XVII. ТОЛЧОК В БУДУЩЕЕ 

1. «Будем крыть дальше»

Пуск завода был назначен в день Октябрьской годовщины. Торжественное заседание горсовета решено было устроить в клубе, чтобы связать его с торжеством первой большой победы на трудовом фронте.

Партийная чистка уже закончилась, но коридоры Дворца труда задыхались от людей, от сырого бурого дыма, от угарной растерянности, от настороженного и покорного ожидания. Люди сбивались в кучи, говорили придушенными голосами, но были одиноки, похожи на больных.

В совнархозе и заводоуправлении невидимо и спокойно уже много дней производила ревизию РКИ.

Шрамм по-прежнему сидел в своем кабинете с плотно затворенными дверями и принимал с одиннадцати до двух. И там, за дверями, было тихо и строго. Аппарат работал так же сложно и многолюдно, мощно и спокойно, как и в прошлые дни. Только опрятные спецы были немного бледны, мутны, с тревожными пристальными глазами. И в сутолочной толпе служащих, склоненных над книгами и бумагами, не видно было ни волнения, ни испуга, будто совсем не было тут РКИ и будто никто не знал, что такое РКИ и что такое ревизия.

Глеб разрывался между заводом и заводоуправлением. Он носился из корпуса в корпус, из цеха в цех, терялся в пыли, в свалке материалов и никак не мог вытерпеть, чтобы не схватиться за инструменты и не броситься в работу. В слесарном цехе напоролся на скандал со слесарем Савельевым. А слесарь Савельев — один из старых рабочих — был угрюм, нелюдим, молчалив. Он часто отрывался от верстака, ревел от кашля и плевал черной густой мокротой. В такой час Глеб вырвал у него инструменты и накричал на него:

— Что ты возишься здесь! Чужому дяде работаешь, что ли?

Савельев, ошарашенный, пялил на него глаза и задыхался от кашля.

— Не плеваться должен, не моргать глазами, а работать… Нам каждая минута стоит дороже жизни…

Глеб гремел  металлом, играл тисками  и весь был в лихорадке.

Савельев напер на него плечом и затряс бородой.

— Да ты что же понимаешь о себе? Я сколь годов работаю — и токарь,  и слесарь,  и черт-батька. Ты еще сосал мамкину титьку, а я уж в грудях носил кучи опилок. А туда же — в командиры…

— А мне начхать на твою бороду!

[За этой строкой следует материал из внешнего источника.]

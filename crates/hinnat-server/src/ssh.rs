//! SSH server for the gateway
//!
//! Accepts password-authenticated SSH connections and runs the file
//! protocol subsystem over their session channels.

use std::collections::HashMap;
use std::net::SocketAddr;
use std::path::Path;
use std::sync::Arc;

use hinnat_vfs::{Backends, Identity};
use russh::keys::ssh_key::LineEnding;
use russh::keys::{Algorithm, PrivateKey};
use russh::server::{self, Auth, Msg, Server as _, Session};
use russh::{Channel, ChannelId};
use tokio::net::TcpListener;

use crate::auth::Authenticator;
use crate::constants::{SFTP_SUBSYSTEM, SSH_AUTH_REJECTION_DELAY, SSH_INACTIVITY_TIMEOUT};
use crate::sftp::SftpSession;

/// Load the host key at `path`, generating an Ed25519 key there if the file
/// doesn't exist yet.
pub fn load_or_generate_host_key(path: &Path) -> anyhow::Result<PrivateKey> {
    if path.exists() {
        let key = russh::keys::load_secret_key(path, None)
            .map_err(|e| anyhow::anyhow!("failed to load host key {}: {}", path.display(), e))?;
        tracing::info!(path = %path.display(), "loaded host key");
        return Ok(key);
    }

    let key = PrivateKey::random(&mut rand::thread_rng(), Algorithm::Ed25519)
        .map_err(|e| anyhow::anyhow!("failed to generate host key: {}", e))?;
    let pem = key
        .to_openssh(LineEnding::LF)
        .map_err(|e| anyhow::anyhow!("failed to encode host key: {}", e))?;

    if let Some(parent) = path.parent().filter(|p| !p.as_os_str().is_empty()) {
        std::fs::create_dir_all(parent)?;
    }
    write_private(path, pem.as_bytes())?;
    tracing::info!(path = %path.display(), "generated new host key");
    Ok(key)
}

#[cfg(unix)]
fn write_private(path: &Path, contents: &[u8]) -> std::io::Result<()> {
    use std::io::Write;
    use std::os::unix::fs::OpenOptionsExt;

    let mut file = std::fs::OpenOptions::new()
        .write(true)
        .create_new(true)
        .mode(0o600)
        .open(path)?;
    file.write_all(contents)
}

#[cfg(not(unix))]
fn write_private(path: &Path, contents: &[u8]) -> std::io::Result<()> {
    std::fs::write(path, contents)
}

/// SSH server configuration
#[derive(Clone)]
pub struct SshServerConfig {
    pub bind_addr: SocketAddr,
    pub host_key: PrivateKey,
}

impl SshServerConfig {
    /// Create config with an ephemeral key (for testing)
    pub fn ephemeral(port: u16) -> anyhow::Result<Self> {
        let host_key = PrivateKey::random(&mut rand::thread_rng(), Algorithm::Ed25519)
            .map_err(|e| anyhow::anyhow!("failed to generate host key: {}", e))?;
        Ok(Self {
            bind_addr: SocketAddr::from(([127, 0, 0, 1], port)),
            host_key,
        })
    }
}

/// SSH server
pub struct SshServer {
    config: SshServerConfig,
    backends: Backends,
    authenticator: Arc<dyn Authenticator>,
}

impl SshServer {
    pub fn new(
        config: SshServerConfig,
        backends: Backends,
        authenticator: Arc<dyn Authenticator>,
    ) -> Self {
        Self {
            config,
            backends,
            authenticator,
        }
    }

    /// Bind the configured address and serve until the listener fails.
    pub async fn run(&self) -> Result<(), std::io::Error> {
        let socket = TcpListener::bind(self.config.bind_addr).await?;
        self.serve(socket).await
    }

    /// Serve connections from an already bound listener.
    pub async fn serve(&self, socket: TcpListener) -> Result<(), std::io::Error> {
        let config = russh::server::Config {
            auth_rejection_time: SSH_AUTH_REJECTION_DELAY,
            auth_rejection_time_initial: Some(std::time::Duration::from_secs(0)),
            inactivity_timeout: Some(SSH_INACTIVITY_TIMEOUT),
            keys: vec![self.config.host_key.clone()],
            ..Default::default()
        };

        tracing::info!(
            addr = %socket.local_addr()?,
            auth = self.authenticator.name(),
            "SSH server listening"
        );

        let mut server = Server {
            backends: self.backends.clone(),
            authenticator: self.authenticator.clone(),
        };
        server
            .run_on_socket(Arc::new(config), &socket)
            .await
            .map_err(std::io::Error::other)
    }
}

/// Server factory - creates handlers for each connection
struct Server {
    backends: Backends,
    authenticator: Arc<dyn Authenticator>,
}

impl server::Server for Server {
    type Handler = ConnectionHandler;

    fn new_client(&mut self, peer_addr: Option<SocketAddr>) -> Self::Handler {
        tracing::debug!(peer = ?peer_addr, "new connection");
        ConnectionHandler {
            peer: peer_addr,
            backends: self.backends.clone(),
            authenticator: self.authenticator.clone(),
            identity: None,
            channels: HashMap::new(),
        }
    }

    fn handle_session_error(&mut self, error: <Self::Handler as server::Handler>::Error) {
        tracing::error!("session error: {:?}", error);
    }
}

/// Handler for a single SSH connection
struct ConnectionHandler {
    peer: Option<SocketAddr>,
    backends: Backends,
    authenticator: Arc<dyn Authenticator>,
    identity: Option<Identity>,
    /// Session channels not yet handed to a subsystem.
    channels: HashMap<ChannelId, Channel<Msg>>,
}

fn reject() -> Auth {
    Auth::Reject {
        proceed_with_methods: None,
        partial_success: false,
    }
}

impl server::Handler for ConnectionHandler {
    type Error = russh::Error;

    async fn auth_password(&mut self, user: &str, password: &str) -> Result<Auth, Self::Error> {
        match self.authenticator.authenticate(user, password).await {
            Ok(identity) => {
                tracing::info!(user = %identity, peer = ?self.peer, "authenticated");
                self.identity = Some(identity);
                Ok(Auth::Accept)
            }
            Err(e) => {
                tracing::warn!(user = %user, peer = ?self.peer, "authentication failed: {}", e);
                Ok(reject())
            }
        }
    }

    async fn channel_open_session(
        &mut self,
        channel: Channel<Msg>,
        _session: &mut Session,
    ) -> Result<bool, Self::Error> {
        if self.identity.is_none() {
            tracing::warn!(peer = ?self.peer, "session channel refused before authentication");
            return Ok(false);
        }
        tracing::debug!(channel = %channel.id(), "session channel opened");
        self.channels.insert(channel.id(), channel);
        Ok(true)
    }

    async fn subsystem_request(
        &mut self,
        channel_id: ChannelId,
        name: &str,
        session: &mut Session,
    ) -> Result<(), Self::Error> {
        let identity = match &self.identity {
            Some(identity) if name == SFTP_SUBSYSTEM => identity.clone(),
            _ => {
                tracing::warn!(subsystem = %name, peer = ?self.peer, "subsystem refused");
                session.channel_failure(channel_id)?;
                return Ok(());
            }
        };
        let Some(channel) = self.channels.remove(&channel_id) else {
            tracing::warn!(channel = %channel_id, "subsystem request on unknown channel");
            session.channel_failure(channel_id)?;
            return Ok(());
        };

        session.channel_success(channel_id)?;
        tracing::info!(user = %identity, "file session started");
        let handler = SftpSession::new(self.backends.session(identity));
        russh_sftp::server::run(channel.into_stream(), handler).await;
        Ok(())
    }

    async fn channel_close(
        &mut self,
        channel: ChannelId,
        _session: &mut Session,
    ) -> Result<(), Self::Error> {
        tracing::debug!(channel = %channel, "channel closed");
        self.channels.remove(&channel);
        Ok(())
    }
}

#[cfg(test)]
mod tests {
    use super::*;

    #[test]
    fn test_host_key_generated_then_reloaded() {
        let dir = tempfile::tempdir().unwrap();
        let path = dir.path().join("keys").join("host_key");

        let first = load_or_generate_host_key(&path).unwrap();
        assert!(path.exists());
        let second = load_or_generate_host_key(&path).unwrap();
        assert_eq!(first.public_key(), second.public_key());
    }

    #[cfg(unix)]
    #[test]
    fn test_host_key_is_private() {
        use std::os::unix::fs::PermissionsExt;

        let dir = tempfile::tempdir().unwrap();
        let path = dir.path().join("host_key");
        load_or_generate_host_key(&path).unwrap();
        let mode = std::fs::metadata(&path).unwrap().permissions().mode();
        assert_eq!(mode & 0o777, 0o600);
    }

    #[test]
    fn test_corrupt_host_key_is_an_error() {
        let dir = tempfile::tempdir().unwrap();
        let path = dir.path().join("host_key");
        std::fs::write(&path, "not a key").unwrap();
        assert!(load_or_generate_host_key(&path).is_err());
    }

    #[test]
    fn test_ephemeral_config() {
        let config = SshServerConfig::ephemeral(0).unwrap();
        assert!(config.bind_addr.ip().is_loopback());
    }
}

Вас много найдется, чтобы закручивать волынку и тыкать на свой рабочий стаж. Ты только о своей шкуре хорошо понимаешь, а общее рабочее дело и производство для тебя — собачий аркан.

Рабочие, не отрываясь от работы, смеялись и кричали в восторге:

— А ну, а ну, Чумалов!.. Закручивай крепче!.. Приводи старичье в православие…

Глеб опомнился, бросил инструменты и захохотал.

— Тьфу, черт меня дери!.. Ведь вот какой дурак! Не серчай, друг… У меня руки чешутся, и я бешусь… от зависти, Савельев… Извини, брат, ежели обидел…

И побежал в другие отделения.

Ремонт печей и дробилки подходил к концу. Бремсберг был уже на ходу, и каждый день по нескольку раз на электропередаче весело махали спицами колеса в разных наклонениях и пересечениях, и ролы перезванивали на путях, как далекие кузнечные молоты. Только по-прежнему молчала воздушная канатная дорога к пирсу с застывшими в полете вагонетками и тускло горела ржой предохранительная сетка. И башенные часы с белым саженным циферблатом, не работавшие три года, опять закрутили свои стрелы и по ночам, освещенные дуговыми фонарями, четко чеканили время за целую версту.

В бондарном цехе тоже шла подготовка к работам. Ремонтировали верстаки, очищали мусор и грязь, подвозили клепки на вагонетках. Савчук, весь в поту и пыли, как черт, горланил и матерился (бондари — первые певуны и матершинники) и вместе с другими барахтался в ворохах мусора и перегнивших стружек, в бунтах клепок и обручей.

Каждый день Глеб забегал в машинное отделение и сразу делался другим. Здесь был густой небесный свет, блистающая чистота стекол, изразца, черного глянца дизелей с серебром и позолотой и нежный, певучий перезвон рычагов, молоточков и стаканчиков. Эта строгая молодая музыка металла мягко и властно ставила душу на место. Будто и в сердце стучали и пели эти нежные перезвоны. Подолгу смотрел он из-за латунной ограды на гигантские маховики, легкие в полете, на рыжие широкие шкивы, которые крылато струились и трепетали за маховиками, как живые, и терял свою обособленность. Здесь, около маховиков, неуловимых в движении, было тревожно от их безмолвия, только влажные, горячие волны полыхали в лицо, в руки и грудь и потрясали Глеба глубинным дыханием. Очарованный, он растворялся в этом чугунно-пернатом полете, в горячих воздушных волнах и стоял без дум, без опоры, без расстояний.

Обычно пробуждал его к жизни Брынза. Он брал его под руку и молча отводил к стеклянной стене, где бездонно голубел между дымами далеких хребтов морской и воздушный простор.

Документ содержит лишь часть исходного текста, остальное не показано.